**Task directions**:
In how many lines of these records does the word "Invalid" appear? Give the number by itself.

**Records for the task**:
□ □ □ □
//! Declarative event patterns.
//!
//! Rules are data, not code. An [`EventPattern`] is a list of field matchers;
//! each matcher names a field path (see [`Envelope::field`]) and the set of
//! values it accepts. A pattern matches an envelope iff **every** matcher is
//! satisfied:
//!
//! - the field must be present (a missing field never matches)
//! - a scalar field matches when it equals one of the accepted values
//! - an array field matches when any of its elements is accepted
//!
//! An empty pattern matches every envelope.
//!
//! # Nested JSON Form
//!
//! Patterns can also be written in the nested form used by event bus rule
//! definitions, where leaves are arrays of accepted values:
//!
//! ```
//! use orderbus_core::pattern::EventPattern;
//! use serde_json::json;
//!
//! let pattern = EventPattern::from_json(&json!({
//!     "detail": { "order": { "eventtype": ["new_order"] } }
//! }))
//! .unwrap();
//!
//! assert_eq!(pattern, EventPattern::new().field("detail.order.eventtype", ["new_order"]));
//! ```

use crate::envelope::Envelope;
use serde::{Deserialize, Serialize};
use serde_json::Value;
use thiserror::Error;

/// Errors raised while parsing a pattern from its JSON form.
#[derive(Error, Debug, Clone, PartialEq, Eq)]
pub enum PatternError {
    /// The pattern root (or a nested level) was not a JSON object.
    #[error("Pattern at '{path}' must be an object")]
    NotAnObject {
        /// Path of the offending level (empty for the root)
        path: String,
    },

    /// A leaf list was empty and could never match.
    #[error("Pattern field '{0}' has no accepted values")]
    EmptyValues(String),

    /// A leaf list contained an object or array.
    #[error("Pattern field '{0}' accepts only scalar values")]
    NonScalarValue(String),
}

/// A single field predicate: `path ∈ accepted`.
#[derive(Clone, Debug, PartialEq, Serialize, Deserialize)]
pub struct FieldMatcher {
    path: String,
    accepted: Vec<Value>,
}

impl FieldMatcher {
    /// Field path this matcher inspects.
    #[must_use]
    pub fn path(&self) -> &str {
        &self.path
    }

    /// Values accepted for the field.
    #[must_use]
    pub fn accepted(&self) -> &[Value] {
        &self.accepted
    }

    fn accepts(&self, value: &Value) -> bool {
        match value {
            Value::Array(items) => items.iter().any(|item| self.accepted.contains(item)),
            scalar => self.accepted.contains(scalar),
        }
    }
}

/// Conjunction of field matchers evaluated against an [`Envelope`].
#[derive(Clone, Debug, Default, PartialEq, Serialize, Deserialize)]
pub struct EventPattern {
    fields: Vec<FieldMatcher>,
}

impl EventPattern {
    /// An empty pattern (matches everything).
    #[must_use]
    pub const fn new() -> Self {
        Self { fields: Vec::new() }
    }

    /// Add a field predicate.
    ///
    /// # Example
    ///
    /// ```
    /// use orderbus_core::pattern::EventPattern;
    ///
    /// let audit = EventPattern::new().field("region", ["ap-southeast-2"]);
    /// assert_eq!(audit.fields().len(), 1);
    /// ```
    #[must_use]
    pub fn field<I, V>(mut self, path: impl Into<String>, accepted: I) -> Self
    where
        I: IntoIterator<Item = V>,
        V: Into<Value>,
    {
        self.fields.push(FieldMatcher {
            path: path.into(),
            accepted: accepted.into_iter().map(Into::into).collect(),
        });
        self
    }

    /// Parse the nested JSON form.
    ///
    /// # Errors
    ///
    /// Returns [`PatternError`] if a level is not an object, a leaf list is
    /// empty, or a leaf list contains non-scalar values.
    pub fn from_json(value: &Value) -> Result<Self, PatternError> {
        let mut pattern = Self::new();
        collect_fields(value, String::new(), &mut pattern.fields)?;
        Ok(pattern)
    }

    /// Field matchers making up this pattern.
    #[must_use]
    pub fn fields(&self) -> &[FieldMatcher] {
        &self.fields
    }

    /// Evaluate the pattern. Pure function of the envelope's fields.
    #[must_use]
    pub fn matches(&self, envelope: &Envelope) -> bool {
        self.fields.iter().all(|matcher| {
            envelope
                .field(&matcher.path)
                .is_some_and(|value| matcher.accepts(&value))
        })
    }
}

fn collect_fields(
    value: &Value,
    prefix: String,
    out: &mut Vec<FieldMatcher>,
) -> Result<(), PatternError> {
    let Value::Object(map) = value else {
        return Err(PatternError::NotAnObject { path: prefix });
    };

    for (key, child) in map {
        let path = if prefix.is_empty() {
            key.clone()
        } else {
            format!("{prefix}.{key}")
        };

        match child {
            Value::Array(values) => {
                if values.is_empty() {
                    return Err(PatternError::EmptyValues(path));
                }
                if values.iter().any(|v| v.is_object() || v.is_array()) {
                    return Err(PatternError::NonScalarValue(path));
                }
                out.push(FieldMatcher {
                    path,
                    accepted: values.clone(),
                });
            },
            Value::Object(_) => collect_fields(child, path, out)?,
            _ => return Err(PatternError::NotAnObject { path }),
        }
    }
    Ok(())
}
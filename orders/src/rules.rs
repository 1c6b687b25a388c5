//! The service's routing table.
//!
//! | Rule           | Pattern                                    | Target         |
//! |----------------|--------------------------------------------|----------------|
//! | `new_order`    | `detail.order.eventtype = new_order`       | `put_order`    |
//! | `update_order` | `detail.order.eventtype = update_order`    | `update_order` |
//! | `audit`        | `region = <audit region>`                  | `audit`        |
//!
//! Patterns are written in their JSON form so the table reads the same as a
//! rule definition shipped as configuration.

use crate::config::Config;
use crate::handlers::{PutOrderHandler, UpdateOrderHandler};
use orderbus_core::audit::AuditSink;
use orderbus_core::pattern::{EventPattern, PatternError};
use orderbus_core::projection::OrderStore;
use orderbus_runtime::{AuditTarget, RetryPolicy, Rule, Target};
use serde_json::json;
use std::sync::Arc;
use std::time::Duration;

/// Build the three rules of the order service.
///
/// Business targets share the retry policy from `config`. The audit target
/// records every envelope however old it is, so its policy has no age limit.
///
/// # Errors
///
/// Returns [`PatternError`] if a pattern does not parse.
pub fn order_rules(
    config: &Config,
    store: &Arc<dyn OrderStore>,
    audit: Arc<dyn AuditSink>,
) -> Result<Vec<Rule>, PatternError> {
    let retry = config.retry_policy();

    let new_order = Rule::new("new_order")
        .description("Create the order projection on new_order events")
        .pattern(EventPattern::from_json(&json!({
            "detail": { "order": { "eventtype": ["new_order"] } }
        }))?)
        .target(
            Target::new(Arc::new(PutOrderHandler::new(Arc::clone(store))))
                .with_retry(retry.clone()),
        );

    let update_order = Rule::new("update_order")
        .description("Apply update_order events to the existing projection")
        .pattern(EventPattern::from_json(&json!({
            "detail": { "order": { "eventtype": ["update_order"] } }
        }))?)
        .target(
            Target::new(Arc::new(UpdateOrderHandler::new(Arc::clone(store)))).with_retry(retry),
        );

    let audit = Rule::new("audit")
        .description("Record every envelope seen in the audit region")
        .pattern(EventPattern::from_json(&json!({
            "region": [config.events.audit_region]
        }))?)
        .target(
            Target::new(Arc::new(AuditTarget::new(audit)))
                .with_retry(RetryPolicy::builder().max_event_age(Duration::MAX).build()),
        );

    Ok(vec![new_order, update_order, audit])
}

#[cfg(test)]
#[allow(clippy::unwrap_used)]
mod tests {
    use super::*;
    use orderbus_projections::InMemoryOrderStore;
    use orderbus_testing::{helpers, RecordingAuditSink};

    fn rules(config: &Config) -> Vec<Rule> {
        let store: Arc<dyn OrderStore> = Arc::new(InMemoryOrderStore::new());
        order_rules(config, &store, Arc::new(RecordingAuditSink::new())).unwrap()
    }

    fn matching(rules: &[Rule], envelope: &orderbus_core::envelope::Envelope) -> Vec<String> {
        rules
            .iter()
            .filter(|rule| rule.matches(envelope))
            .map(|rule| rule.name().to_string())
            .collect()
    }

    #[test]
    fn new_order_matches_put_and_audit() {
        let rules = rules(&Config::default());
        let envelope = helpers::new_order("A1", "V1", "2021-01-01", serde_json::json!("x"));
        assert_eq!(matching(&rules, &envelope), ["new_order", "audit"]);
    }

    #[test]
    fn unknown_event_type_only_audited() {
        let rules = rules(&Config::default());
        let envelope = helpers::envelope(helpers::order_detail(
            "cancel_order",
            "A1",
            "V1",
            "2021-01-01",
            serde_json::Value::Null,
        ));
        assert_eq!(matching(&rules, &envelope), ["audit"]);
    }

    #[test]
    fn audit_region_is_configurable() {
        let mut config = Config::default();
        config.events.audit_region = "us-east-1".to_string();
        let rules = rules(&config);
        let envelope = helpers::update_order("A1", "V1", "2021-01-01", serde_json::json!("x"));
        assert_eq!(matching(&rules, &envelope), ["update_order"]);
    }

    #[test]
    fn business_targets_use_configured_retry() {
        let mut config = Config::default();
        config.retry.max_attempts = 2;
        let rules = rules(&config);
        assert_eq!(rules[0].targets()[0].retry().max_attempts(), 2);
        assert_eq!(rules[1].targets()[0].retry().max_attempts(), 2);
        assert_eq!(rules[0].targets()[0].name(), "put_order");
        assert_eq!(rules[2].targets()[0].name(), "audit");
    }

    #[test]
    fn audit_target_ignores_event_age() {
        let mut config = Config::default();
        config.retry.max_event_age_secs = 60;
        let rules = rules(&config);
        let audit = rules[2].targets()[0].retry();
        assert_eq!(audit.max_event_age(), Duration::MAX);
        assert!(!audit.is_expired(Duration::from_secs(365 * 24 * 3600)));
        assert_eq!(
            rules[0].targets()[0].retry().max_event_age(),
            Duration::from_secs(60)
        );
    }
}
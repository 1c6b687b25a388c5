//! Error types for web handlers.
//!
//! [`AppError`] bridges store and request errors to HTTP responses by
//! implementing Axum's `IntoResponse`. Server errors are logged with their
//! source; the client only sees the code and message.

use axum::{
    extract::rejection::JsonRejection,
    http::StatusCode,
    response::{IntoResponse, Response},
    Json,
};
use orderbus_core::projection::StoreError;
use orderbus_runtime::error::RouterError;
use serde::Serialize;
use std::fmt;

/// Application error type for web handlers.
///
/// # Examples
///
/// ```ignore
/// async fn handler() -> Result<Json<OrderRecord>, AppError> {
///     let order = store.get(&key).await?
///         .ok_or_else(|| AppError::not_found("Order", &key))?;
///     Ok(Json(order))
/// }
/// ```
#[derive(Debug)]
pub struct AppError {
    /// HTTP status code
    status: StatusCode,
    /// Error message (user-facing)
    message: String,
    /// Error code (for client error handling)
    code: String,
    /// Internal error (for logging, not exposed to client)
    source: Option<anyhow::Error>,
}

impl AppError {
    /// Create a new application error.
    #[must_use]
    pub const fn new(status: StatusCode, message: String, code: String) -> Self {
        Self {
            status,
            message,
            code,
            source: None,
        }
    }

    /// Create a new error with a source error.
    #[must_use]
    pub fn with_source(mut self, source: anyhow::Error) -> Self {
        self.source = Some(source);
        self
    }

    /// HTTP status of this error.
    #[must_use]
    pub const fn status(&self) -> StatusCode {
        self.status
    }

    /// Machine-readable error code.
    #[must_use]
    pub fn code(&self) -> &str {
        &self.code
    }

    /// Create a 400 Bad Request error.
    #[must_use]
    pub fn bad_request(message: impl Into<String>) -> Self {
        Self::new(
            StatusCode::BAD_REQUEST,
            message.into(),
            "BAD_REQUEST".to_string(),
        )
    }

    /// Create a 404 Not Found error.
    #[must_use]
    pub fn not_found(resource: impl fmt::Display, id: impl fmt::Display) -> Self {
        Self::new(
            StatusCode::NOT_FOUND,
            format!("{resource} {id} not found"),
            "NOT_FOUND".to_string(),
        )
    }

    /// Create a 500 Internal Server Error.
    #[must_use]
    pub fn internal(message: impl Into<String>) -> Self {
        Self::new(
            StatusCode::INTERNAL_SERVER_ERROR,
            message.into(),
            "INTERNAL_SERVER_ERROR".to_string(),
        )
    }

    /// Create a 503 Service Unavailable error.
    #[must_use]
    pub fn unavailable(message: impl Into<String>) -> Self {
        Self::new(
            StatusCode::SERVICE_UNAVAILABLE,
            message.into(),
            "SERVICE_UNAVAILABLE".to_string(),
        )
    }
}

impl fmt::Display for AppError {
    fn fmt(&self, f: &mut fmt::Formatter<'_>) -> fmt::Result {
        write!(f, "[{}] {}", self.code, self.message)
    }
}

impl std::error::Error for AppError {
    fn source(&self) -> Option<&(dyn std::error::Error + 'static)> {
        self.source
            .as_ref()
            .map(|e| e.as_ref() as &(dyn std::error::Error + 'static))
    }
}

/// Error response body (JSON).
#[derive(Debug, Serialize)]
struct ErrorResponse {
    /// Error code (for client error handling).
    code: String,
    /// Human-readable error message.
    message: String,
}

impl IntoResponse for AppError {
    fn into_response(self) -> Response {
        if self.status.is_server_error() {
            if let Some(source) = &self.source {
                tracing::error!(
                    status = %self.status,
                    code = %self.code,
                    message = %self.message,
                    error = %source,
                    "Internal server error"
                );
            } else {
                tracing::error!(
                    status = %self.status,
                    code = %self.code,
                    message = %self.message,
                    "Internal server error"
                );
            }
        }

        let body = ErrorResponse {
            code: self.code,
            message: self.message,
        };

        (self.status, Json(body)).into_response()
    }
}

/// Convert `anyhow::Error` to `AppError`.
impl From<anyhow::Error> for AppError {
    fn from(err: anyhow::Error) -> Self {
        Self::internal("An internal error occurred").with_source(err)
    }
}

/// Store failures surface as 503 so clients retry the read.
impl From<StoreError> for AppError {
    fn from(err: StoreError) -> Self {
        Self::unavailable("Order store unavailable").with_source(err.into())
    }
}

/// A draining router refuses new envelopes; clients retry elsewhere.
impl From<RouterError> for AppError {
    fn from(err: RouterError) -> Self {
        Self::unavailable(err.to_string()).with_source(err.into())
    }
}

/// Malformed or non-JSON request bodies.
impl From<JsonRejection> for AppError {
    fn from(rejection: JsonRejection) -> Self {
        Self::bad_request(rejection.body_text())
    }
}

#[cfg(test)]
mod tests {
    use super::*;

    #[test]
    fn test_error_display() {
        let err = AppError::bad_request("Invalid input");
        assert_eq!(err.to_string(), "[BAD_REQUEST] Invalid input");
    }

    #[test]
    fn test_not_found() {
        let err = AppError::not_found("Order", "(A1, V1)");
        assert_eq!(err.to_string(), "[NOT_FOUND] Order (A1, V1) not found");
        assert_eq!(err.status(), StatusCode::NOT_FOUND);
    }

    #[test]
    fn test_store_error_is_unavailable() {
        let err = AppError::from(StoreError::Unavailable("timeout".into()));
        assert_eq!(err.status(), StatusCode::SERVICE_UNAVAILABLE);
        assert_eq!(err.code(), "SERVICE_UNAVAILABLE");
        assert!(std::error::Error::source(&err).is_some());
    }

    #[test]
    fn test_router_shutdown_is_unavailable() {
        let err = AppError::from(RouterError::ShutdownInProgress);
        assert_eq!(err.status(), StatusCode::SERVICE_UNAVAILABLE);
        assert_eq!(err.code(), "SERVICE_UNAVAILABLE");
    }

    #[test]
    fn test_into_response_status() {
        let response = AppError::bad_request("nope").into_response();
        assert_eq!(response.status(), StatusCode::BAD_REQUEST);
    }
}
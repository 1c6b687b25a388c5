//! Axum integration for orderbus.
//!
//! This crate holds the HTTP plumbing every orderbus service shares; the
//! service crate owns its routes and state.
//!
//! # Request Flow
//!
//! ```text
//! request ─▶ correlation_id_layer ─▶ handler ─┬─▶ Ok(Json(..))
//!            (X-Correlation-ID,               └─▶ Err(AppError) ─▶ {code, message}
//!             http_request span)
//! ```
//!
//! # Example
//!
//! ```ignore
//! use orderbus_web::{correlation_id_layer, handlers, AppError};
//! use axum::{Router, routing::get};
//!
//! let app = Router::new()
//!     .route("/health", get(handlers::health_check))
//!     .route("/health/ready", get(handlers::readiness_check))
//!     .layer(correlation_id_layer())
//!     .with_state(router);
//! ```

pub mod error;
pub mod extractors;
pub mod handlers;
pub mod middleware;

// Re-export key types for convenience
pub use error::AppError;
pub use extractors::CorrelationId;
pub use middleware::{correlation_id_layer, CorrelationIdExt, CORRELATION_ID_HEADER};

/// Result type alias for web handlers.
pub type WebResult<T> = Result<T, AppError>;
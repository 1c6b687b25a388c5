//! Router configuration for the order service.
//!
//! Builds the complete Axum router with all endpoints.

use super::state::AppState;
use crate::api::{dead_letters, ingest, orders};
use axum::{
    http::Method,
    routing::{get, post},
    Router,
};
use orderbus_web::correlation_id_layer;
use orderbus_web::handlers::{health_check, readiness_check};
use tower_http::cors::{Any, CorsLayer};
use tower_http::trace::TraceLayer;

/// Build the complete Axum router.
///
/// Routes:
/// - `POST /` event ingress
/// - `GET /orders/:accountid/:vendorid`
/// - `GET /accounts/:accountid/orders`
/// - `GET /vendors/:vendorid/orders`
/// - `GET /dead-letters`
/// - `GET /health`, `GET /health/ready`
///
/// Every response carries an `X-Correlation-ID` header.
pub fn build_router(state: AppState) -> Router {
    let cors = CorsLayer::new()
        .allow_origin(Any)
        .allow_methods([Method::GET, Method::POST, Method::OPTIONS])
        .allow_headers([axum::http::header::CONTENT_TYPE]);

    Router::new()
        .route("/", post(ingest::ingest_event))
        .route("/orders/:account_id/:vendor_id", get(orders::get_order))
        .route("/accounts/:account_id/orders", get(orders::account_orders))
        .route("/vendors/:vendor_id/orders", get(orders::vendor_orders))
        .route("/dead-letters", get(dead_letters::list_dead_letters))
        // Health checks
        .route("/health", get(health_check))
        .route("/health/ready", get(readiness_check))
        .with_state(state)
        .layer(TraceLayer::new_for_http())
        .layer(cors)
        .layer(correlation_id_layer())
}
□ □ □ □
**Task result**:
2